Allow duplicate step ssh config --set keys

[lungj]

Hello!

• Vote on this issue by adding a 👍 reaction
• If you want to implement this feature, comment to let us know (we'll work with you on design, scheduling, etc.)

Issue details

I'm adding smallstep to a preexisting environment. Some ssh users have ed25519 fingerprints for servers, others have ecdsa fingerprints, and some ssh clients (embedded systems) only support rsa.
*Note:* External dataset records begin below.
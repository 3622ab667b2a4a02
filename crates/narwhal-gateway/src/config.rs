//! Service configuration.
//!
//! Settings come from an optional JSON file (`--config <path>` or `NARWHAL_GATEWAY_CONFIG`),
//! then the listen address may be overridden with `--listen <addr>` or
//! `NARWHAL_GATEWAY_LISTEN`. Command-line flags win over the environment.

use crate::error::{Error, Result};
use narwhal_core::{Algorithm, IdPolicy};
use serde::{Deserialize, Serialize};
use std::net::SocketAddr;
use std::path::{Path, PathBuf};

pub const DEFAULT_LISTEN: &str = "127.0.0.1:25333";
pub const DEFAULT_MAX_REQUEST_BYTES: usize = 16 * 1024 * 1024;

pub const CONFIG_ENV: &str = "NARWHAL_GATEWAY_CONFIG";
pub const LISTEN_ENV: &str = "NARWHAL_GATEWAY_LISTEN";

#[derive(Debug, Clone, PartialEq, Serialize, Deserialize)]
#[serde(default, rename_all = "camelCase", deny_unknown_fields)]
pub struct GatewayConfig {
    pub listen: SocketAddr,
    /// Engines the service offers. Layouts naming any other algorithm fail.
    pub algorithms: Vec<Algorithm>,
    /// Identifier policy of graphs created without an explicit one.
    pub id_policy: IdPolicy,
    /// Upper bound for a single layout call; `None` means no limit unless the call sets one.
    pub layout_timeout_ms: Option<u64>,
    /// Longest request line accepted, newline excluded.
    pub max_request_bytes: usize,
}

impl Default for GatewayConfig {
    fn default() -> Self {
        Self {
            listen: SocketAddr::from(([127, 0, 0, 1], 25333)),
            algorithms: Algorithm::ALL.to_vec(),
            id_policy: IdPolicy::default(),
            layout_timeout_ms: None,
            max_request_bytes: DEFAULT_MAX_REQUEST_BYTES,
        }
    }
}

impl GatewayConfig {
    pub fn from_json(text: &str) -> serde_json::Result<Self> {
        serde_json::from_str(text)
    }

    pub fn from_file(path: &Path) -> Result<Self> {
        let text = std::fs::read_to_string(path)?;
        Self::from_json(&text).map_err(|source| Error::Config {
            path: path.to_path_buf(),
            source,
        })
    }

    /// Builds the configuration from command-line arguments (program name excluded) and an
    /// environment lookup.
    pub fn load<I, E>(args: I, env: E) -> Result<Self>
    where
        I: IntoIterator<Item = String>,
        E: Fn(&str) -> Option<String>,
    {
        let mut config_path: Option<PathBuf> = None;
        let mut listen: Option<String> = None;
        let mut args = args.into_iter();
        while let Some(arg) = args.next() {
            let (flag, inline) = match arg.split_once('=') {
                Some((flag, value)) => (flag.to_string(), Some(value.to_string())),
                None => (arg, None),
            };
            match flag.as_str() {
                "--config" => {
                    config_path = Some(PathBuf::from(flag_value(&flag, inline, &mut args)?));
                }
                "--listen" => listen = Some(flag_value(&flag, inline, &mut args)?),
                _ => {
                    return Err(Error::InvalidArgument {
                        message: format!("unknown argument `{flag}`"),
                    });
                }
            }
        }

        let config_path = config_path.or_else(|| env(CONFIG_ENV).map(PathBuf::from));
        let mut config = match config_path {
            Some(path) => Self::from_file(&path)?,
            None => Self::default(),
        };

        if let Some(addr) = listen.or_else(|| env(LISTEN_ENV)) {
            config.listen = addr.parse().map_err(|_| Error::InvalidArgument {
                message: format!("invalid listen address `{addr}`"),
            })?;
        }
        Ok(config)
    }
}

fn flag_value(
    flag: &str,
    inline: Option<String>,
    rest: &mut impl Iterator<Item = String>,
) -> Result<String> {
    inline.or_else(|| rest.next()).ok_or_else(|| Error::InvalidArgument {
        message: format!("`{flag}` needs a value"),
    })
}

#[cfg(test)]
mod tests {
    use super::*;

    fn no_env(_: &str) -> Option<String> {
        None
    }

    fn args(list: &[&str]) -> Vec<String> {
        list.iter().map(|s| s.to_string()).collect()
    }

    #[test]
    fn defaults_without_arguments() {
        let config = GatewayConfig::load(Vec::new(), no_env).unwrap();
        assert_eq!(config, GatewayConfig::default());
        assert_eq!(config.listen.to_string(), DEFAULT_LISTEN);
        assert_eq!(config.algorithms, vec![Algorithm::Layered, Algorithm::Fixed]);
    }

    #[test]
    fn listen_flag_beats_environment() {
        let env = |key: &str| (key == LISTEN_ENV).then(|| "127.0.0.1:4000".to_string());
        let from_env = GatewayConfig::load(Vec::new(), env).unwrap();
        assert_eq!(from_env.listen.port(), 4000);

        let from_flag = GatewayConfig::load(args(&["--listen", "127.0.0.1:5000"]), env).unwrap();
        assert_eq!(from_flag.listen.port(), 5000);

        let inline = GatewayConfig::load(args(&["--listen=127.0.0.1:6000"]), env).unwrap();
        assert_eq!(inline.listen.port(), 6000);
    }

    #[test]
    fn bad_arguments_are_reported() {
        assert!(matches!(
            GatewayConfig::load(args(&["--verbose"]), no_env),
            Err(Error::InvalidArgument { .. })
        ));
        assert!(matches!(
            GatewayConfig::load(args(&["--listen"]), no_env),
            Err(Error::InvalidArgument { .. })
        ));
        assert!(matches!(
            GatewayConfig::load(args(&["--listen", "nowhere"]), no_env),
            Err(Error::InvalidArgument { .. })
        ));
    }

    #[test]
    fn partial_json_keeps_defaults() {
        let config = GatewayConfig::from_json(
            r#"{ "algorithms": ["org.eclipse.elk.fixed"], "idPolicy": "strict", "layoutTimeoutMs": 250 }"#,
        )
        .unwrap();
        assert_eq!(config.algorithms, vec![Algorithm::Fixed]);
        assert_eq!(config.id_policy, IdPolicy::Strict);
        assert_eq!(config.layout_timeout_ms, Some(250));
        assert_eq!(config.max_request_bytes, DEFAULT_MAX_REQUEST_BYTES);
        assert!(GatewayConfig::from_json(r#"{ "port": 1 }"#).is_err());
    }

    #[test]
    fn missing_config_file_is_an_error() {
        let env = |key: &str| (key == CONFIG_ENV).then(|| "/nonexistent/narwhal.json".to_string());
        assert!(matches!(GatewayConfig::load(Vec::new(), env), Err(Error::Io(_))));
    }
}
When using step ssh config --set Certificate=... --set Key=..., the ssh server is reconfigured to only serve one certificate via one key type. If the key type doesn't match the fingerprint in users' known_hosts file, they get a MITM warning -- or, if it's an unsupported key type, they can't log in.

Why is this needed?

It eases transitions for users and provides backwards compatibility.

Implementation notes

If multiple Certificate and Key keys can be set in step, sshd_config can do most of the rest of the work since it allows multiple HostCertificate and HostKey lines, e.g.,

Match all
	TrustedUserCAKeys /etc/ssh/ca.pub
	HostCertificate /etc/ssh/ssh_host_ed25519_key-cert.pub
	HostKey /etc/ssh/ssh_host_ed25519_key
	HostCertificate /etc/ssh/ssh_host_ecdsa_key-cert.pub
	HostKey /etc/ssh/ssh_host_ecdsa_key

The ssh clients can then fall back as necessary.

[maraino]

Hi @lungj, when you initialize a CA with step ca init --ssh you can edit the templates that the CA will use:

$ cat templates/ssh/sshd_config.tpl
Match all
	TrustedUserCAKeys /etc/ssh/ca.pub
	HostCertificate /etc/ssh/{{.User.Certificate}}
	HostKey /etc/ssh/{{.User.Key}}%

You can adjust this to your needs.

[maraino]

Hi @lungj, I'm going to close this issue, as you can update the template. Feel free to reopen if this doesn't solve your issue.